Ensuring such trust requires us all to have a much better understanding of how our patient records can be used. Many people I have spoken to are much more concerned about their GP’s receptionist seeing their patient record than they are about an anonymous researcher, who they are very unlikely ever to encounter, seeing a few lines from it. A number of recent surveys, have shown that the public are generally supportive of sharing anonymised data for research.
One important thing to get across is that, in the vast majority of studies, researchers will only have access to anonymised data. Where researchers do need to see identifiable data they must get consent from you through your GP or, if this is not possible for example because a study involves tens of thousands of patients, there must be specific approval for the research from the independent Confidentiality Advisory Group.
Secondly, of course privacy is important. All research using patient data must be approved by an ethics committee, and researchers must abide by strict agreements, setting out what they can and cannot do with the data.
And finally, people do have a choice. The NHS leaflet sets out that if people do object to sharing their personal data, they can ‘opt-out’.
For the last five years, we have been encouraging the Government and the NHS to do more to raise awareness about how and why patient records are shared. We are therefore excited to see this finally happening, with NHS England sending a leaflet to all households in England during January, which explains just that.
To coincide with this leaflet-drop, we have worked with more than 40 other medical research charities, the Medical Research Council and the Academy of Medical Sciences, to run a national advertising campaign explaining why we believe sharing patient records helps improve and save lives. This is the first time the Trust has been involved in this type of campaign but it’s an issue we’re passionate about. We think it is right that this is an opt-out system, rather than opt-in, and we want to ensure that if people decide to opt out, theirs is an informed decision. The more people who allow their data to be shared, the bigger the dataset, the better the research conducted.
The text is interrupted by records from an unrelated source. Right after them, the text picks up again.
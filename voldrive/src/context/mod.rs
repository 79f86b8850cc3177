//! Request-scoped context.
//!
//! A [`Context`] is immutable. Every `with_*` call returns a derived context
//! that points back at its parent through an `Arc`, so the parent is never
//! modified and both can be handed to concurrent consumers. Values resolve
//! from the nearest ancestor outward.
//!
//! Log verbosity, path configuration, the active service and the executor
//! handle all travel as values here rather than as process globals, so two
//! concurrent requests can carry different settings.

mod cancel;

use std::any::Any;
use std::future::Future;
use std::sync::Arc;
use std::time::Duration;

use tokio::time::Instant;
use tracing::level_filters::LevelFilter;
use voldrive_shared::errors::{VoldriveError, VoldriveResult};

use crate::executor::ExecutorHandle;
use crate::paths::PathConfig;

pub use cancel::{CancelHandle, CancelReason};
use cancel::CancelState;

/// Key under which a context value is stored.
#[derive(Debug, Clone, Copy, PartialEq, Eq, Hash)]
pub struct ContextKey(&'static str);

impl ContextKey {
    pub const fn new(name: &'static str) -> Self {
        Self(name)
    }

    pub fn name(&self) -> &'static str {
        self.0
    }
}

/// Well-known context keys.
pub mod keys {
    use super::ContextKey;

    /// [`PathConfig`](crate::paths::PathConfig)
    pub const PATH_CONFIG: ContextKey = ContextKey::new("path_config");
    /// `tracing::level_filters::LevelFilter`
    pub const LOG_LEVEL: ContextKey = ContextKey::new("log_level");
    /// `String`: service name of the request.
    pub const SERVICE: ContextKey = ContextKey::new("service");
    /// `String`: driver bound to the service.
    pub const DRIVER: ContextKey = ContextKey::new("driver");
    /// `String`: configured libStorage-style host.
    pub const HOST: ContextKey = ContextKey::new("host");
    /// [`ExecutorHandle`](crate::executor::ExecutorHandle)
    pub const EXECUTOR: ContextKey = ContextKey::new("executor");
}

/// Correlates all log lines and executor invocations of one request.
#[derive(Debug, Clone, PartialEq, Eq, Hash)]
pub struct TransactionId(String);

impl TransactionId {
    pub fn new() -> Self {
        Self(uuid::Uuid::new_v4().to_string())
    }

    pub fn as_str(&self) -> &str {
        &self.0
    }
}

impl Default for TransactionId {
    fn default() -> Self {
        Self::new()
    }
}

impl From<String> for TransactionId {
    fn from(s: String) -> Self {
        Self(s)
    }
}

impl std::fmt::Display for TransactionId {
    fn fmt(&self, f: &mut std::fmt::Formatter<'_>) -> std::fmt::Result {
        f.write_str(&self.0)
    }
}

type AnyValue = Arc<dyn Any + Send + Sync>;

struct Node {
    parent: Option<Arc<Node>>,
    value: Option<(ContextKey, AnyValue)>,
    // Inherited copies; changing them derives a new node.
    transaction_id: Option<TransactionId>,
    cancel: Option<Arc<CancelState>>,
}

#[derive(Clone)]
pub struct Context {
    node: Arc<Node>,
}

impl Context {
    /// Root context: no values, no deadline, never cancelled.
    pub fn background() -> Self {
        Self {
            node: Arc::new(Node {
                parent: None,
                value: None,
                transaction_id: None,
                cancel: None,
            }),
        }
    }

    fn derive(
        &self,
        value: Option<(ContextKey, AnyValue)>,
        transaction_id: Option<TransactionId>,
        cancel: Option<Arc<CancelState>>,
    ) -> Self {
        Self {
            node: Arc::new(Node {
                parent: Some(Arc::clone(&self.node)),
                value,
                transaction_id,
                cancel,
            }),
        }
    }

    // ========================================================================
    // VALUES
    // ========================================================================

    pub fn with_value<T>(&self, key: ContextKey, value: T) -> Self
    where
        T: Any + Send + Sync,
    {
        self.derive(
            Some((key, Arc::new(value))),
            self.node.transaction_id.clone(),
            self.node.cancel.clone(),
        )
    }

    /// Look up `key`, nearest ancestor first.
    ///
    /// Returns `None` when the key is absent or the nearest value for it is
    /// not a `T`.
    pub fn value<T>(&self, key: ContextKey) -> Option<&T>
    where
        T: Any + Send + Sync,
    {
        let mut current = Some(self.node.as_ref());
        while let Some(node) = current {
            if let Some((k, v)) = &node.value {
                if *k == key {
                    return v.downcast_ref::<T>();
                }
            }
            current = node.parent.as_deref();
        }
        None
    }

    pub fn with_transaction_id(&self, id: TransactionId) -> Self {
        self.derive(None, Some(id), self.node.cancel.clone())
    }

    pub fn transaction_id(&self) -> Option<&TransactionId> {
        self.node.transaction_id.as_ref()
    }

    pub fn path_config(&self) -> Option<&PathConfig> {
        self.value::<PathConfig>(keys::PATH_CONFIG)
    }

    pub fn log_level(&self) -> Option<LevelFilter> {
        self.value::<LevelFilter>(keys::LOG_LEVEL).copied()
    }

    pub fn service(&self) -> Option<&str> {
        self.value::<String>(keys::SERVICE).map(String::as_str)
    }

    pub fn driver_name(&self) -> Option<&str> {
        self.value::<String>(keys::DRIVER).map(String::as_str)
    }

    pub fn executor(&self) -> Option<&ExecutorHandle> {
        self.value::<ExecutorHandle>(keys::EXECUTOR)
    }

    /// The executor bound to this request, or `Internal` when the context
    /// did not come through the router.
    pub fn require_executor(&self) -> VoldriveResult<&ExecutorHandle> {
        self.executor().ok_or_else(|| {
            VoldriveError::Internal("no executor bound to the request context".into())
        })
    }

    // ========================================================================
    // CANCELLATION
    // ========================================================================

    pub fn with_cancel(&self) -> (Self, CancelHandle) {
        self.with_cancel_state(None)
    }

    pub fn with_timeout(&self, timeout: Duration) -> (Self, CancelHandle) {
        self.with_cancel_state(Some(Instant::now() + timeout))
    }

    pub fn with_deadline(&self, deadline: Instant) -> (Self, CancelHandle) {
        self.with_cancel_state(Some(deadline))
    }

    fn with_cancel_state(&self, deadline: Option<Instant>) -> (Self, CancelHandle) {
        let state = CancelState::new(self.node.cancel.clone(), deadline);
        let ctx = self.derive(
            None,
            self.node.transaction_id.clone(),
            Some(Arc::clone(&state)),
        );
        (ctx, CancelHandle::new(state))
    }

    /// Same values and transaction id, but no deadline and never cancelled.
    ///
    /// For work that must finish even when the request that started it ends.
    pub fn without_cancel(&self) -> Self {
        self.derive(None, self.node.transaction_id.clone(), None)
    }

    /// Effective deadline: the earliest one along the ancestor chain.
    pub fn deadline(&self) -> Option<Instant> {
        self.node.cancel.as_ref().and_then(|c| c.deadline())
    }

    /// Time left until the deadline, zero once it passed.
    pub fn remaining(&self) -> Option<Duration> {
        self.deadline()
            .map(|d| d.saturating_duration_since(Instant::now()))
    }

    pub fn cancel_reason(&self) -> Option<CancelReason> {
        self.node.cancel.as_ref().and_then(|c| c.reason())
    }

    pub fn is_cancelled(&self) -> bool {
        self.cancel_reason().is_some()
    }

    /// The error a caller should see if it stops because of this context.
    pub fn err(&self) -> Option<VoldriveError> {
        self.err_for("request")
    }

    /// Like [`err`](Self::err), naming the interrupted work.
    pub fn err_for(&self, what: &str) -> Option<VoldriveError> {
        self.cancel_reason().map(|reason| self.reason_error(reason, what))
    }

    fn reason_error(&self, reason: CancelReason, what: &str) -> VoldriveError {
        let tx = self
            .transaction_id()
            .map(|t| format!(" (tx {})", t))
            .unwrap_or_default();
        match reason {
            CancelReason::DeadlineExceeded => {
                VoldriveError::DeadlineExceeded(format!("{}{}", what, tx))
            }
            CancelReason::Cancelled => VoldriveError::Cancelled(format!("{}{}", what, tx)),
        }
    }

    /// Wait until the context is cancelled or its deadline passes.
    ///
    /// Never resolves for a context without a cancellation scope.
    pub async fn done(&self) {
        match &self.node.cancel {
            Some(state) => state.done().await,
            None => futures::future::pending::<()>().await,
        }
    }

    /// Run `fut` bounded by this context.
    ///
    /// Returns `DeadlineExceeded`/`Cancelled` without polling `fut` when the
    /// context is already done, and drops `fut` as soon as it becomes done.
    pub async fn run<F, T>(&self, what: &str, fut: F) -> VoldriveResult<T>
    where
        F: Future<Output = VoldriveResult<T>>,
    {
        if let Some(reason) = self.cancel_reason() {
            return Err(self.reason_error(reason, what));
        }

        tokio::select! {
            biased;
            _ = self.done() => {
                let reason = self.cancel_reason().unwrap_or(CancelReason::Cancelled);
                Err(self.reason_error(reason, what))
            }
            result = fut => result,
        }
    }

    // ========================================================================
    // LOGGING
    // ========================================================================

    /// Span carrying the request's correlation fields.
    pub fn span(&self) -> tracing::Span {
        tracing::info_span!(
            "request",
            tx = %self.transaction_id().map(TransactionId::as_str).unwrap_or("-"),
            service = self.service().unwrap_or("-"),
            driver = self.driver_name().unwrap_or("-"),
        )
    }
}

impl Default for Context {
    fn default() -> Self {
        Self::background()
    }
}

impl std::fmt::Debug for Context {
    fn fmt(&self, f: &mut std::fmt::Formatter<'_>) -> std::fmt::Result {
        f.debug_struct("Context")
            .field("transaction_id", &self.transaction_id())
            .field("service", &self.service())
            .field("deadline", &self.deadline())
            .field("cancelled", &self.is_cancelled())
            .finish()
    }
}

// Contexts are handed across tasks freely.
const _: () = {
    const fn assert_send_sync<T: Send + Sync>() {}
    let _ = assert_send_sync::<Context>;
};
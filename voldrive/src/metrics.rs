//! Router and executor counters.
//!
//! [`RouterMetricsStorage`] lives inside the router and the dispatcher and is
//! updated lock-free. [`RouterMetrics`] is the point-in-time copy handed to
//! callers. Counters are monotonic; delta calculation is the caller's job.

use std::sync::atomic::{AtomicU64, Ordering};

use serde::{Deserialize, Serialize};

#[derive(Debug, Default)]
pub struct RouterMetricsStorage {
    pub(crate) requests_total: AtomicU64,
    pub(crate) requests_failed: AtomicU64,
    pub(crate) driver_inits_started: AtomicU64,
    pub(crate) driver_inits_failed: AtomicU64,
    pub(crate) executor_invocations: AtomicU64,
    pub(crate) executor_failures: AtomicU64,
    pub(crate) executor_timeouts: AtomicU64,
}

impl RouterMetricsStorage {
    pub fn new() -> Self {
        Self::default()
    }

    pub(crate) fn record_request(&self, failed: bool) {
        self.requests_total.fetch_add(1, Ordering::Relaxed);
        if failed {
            self.requests_failed.fetch_add(1, Ordering::Relaxed);
        }
    }

    pub(crate) fn record_driver_init(&self, failed: bool) {
        self.driver_inits_started.fetch_add(1, Ordering::Relaxed);
        if failed {
            self.driver_inits_failed.fetch_add(1, Ordering::Relaxed);
        }
    }

    /// `timed_out` implies `failed`.
    pub(crate) fn record_invocation(&self, failed: bool, timed_out: bool) {
        self.executor_invocations.fetch_add(1, Ordering::Relaxed);
        if failed {
            self.executor_failures.fetch_add(1, Ordering::Relaxed);
        }
        if timed_out {
            self.executor_timeouts.fetch_add(1, Ordering::Relaxed);
        }
    }

    pub fn snapshot(&self) -> RouterMetrics {
        RouterMetrics {
            requests_total: self.requests_total.load(Ordering::Relaxed),
            requests_failed: self.requests_failed.load(Ordering::Relaxed),
            driver_inits_started: self.driver_inits_started.load(Ordering::Relaxed),
            driver_inits_failed: self.driver_inits_failed.load(Ordering::Relaxed),
            executor_invocations: self.executor_invocations.load(Ordering::Relaxed),
            executor_failures: self.executor_failures.load(Ordering::Relaxed),
            executor_timeouts: self.executor_timeouts.load(Ordering::Relaxed),
        }
    }
}

#[derive(Debug, Clone, Copy, Default, PartialEq, Eq, Serialize, Deserialize)]
pub struct RouterMetrics {
    pub requests_total: u64,
    pub requests_failed: u64,
    pub driver_inits_started: u64,
    pub driver_inits_failed: u64,
    pub executor_invocations: u64,
    pub executor_failures: u64,
    pub executor_timeouts: u64,
}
I’ve not yet received my leaflet from the NHS but I look forward to getting it. Personally I have no objections to sharing my data in this way. But our role as the Wellcome Trust is not only to support research but also to help ensure the public have the information they need to make an informed choice on whether to share the information in their patient records. Sharing our data is the most painless way we can help save and improve lives.
Addendum (24/02/14): NHS England has announced that it plans to delay the collection of data from GP surgeries until the autumn and that it will work with patients and professional groups to ensure information is accessible and reaches all sections of the community in order to build confidence in the initiative.
We understand this decision as we believe that, whilst sharing information from medical records is important for medical research and healthcare delivery, the systems for achieving this need to be trusted and understood by everyone. This delay should allow for fuller communications that ensure people are aware of how their data will be collected and used, the safeguards that are in place, and how to exercise their right to object.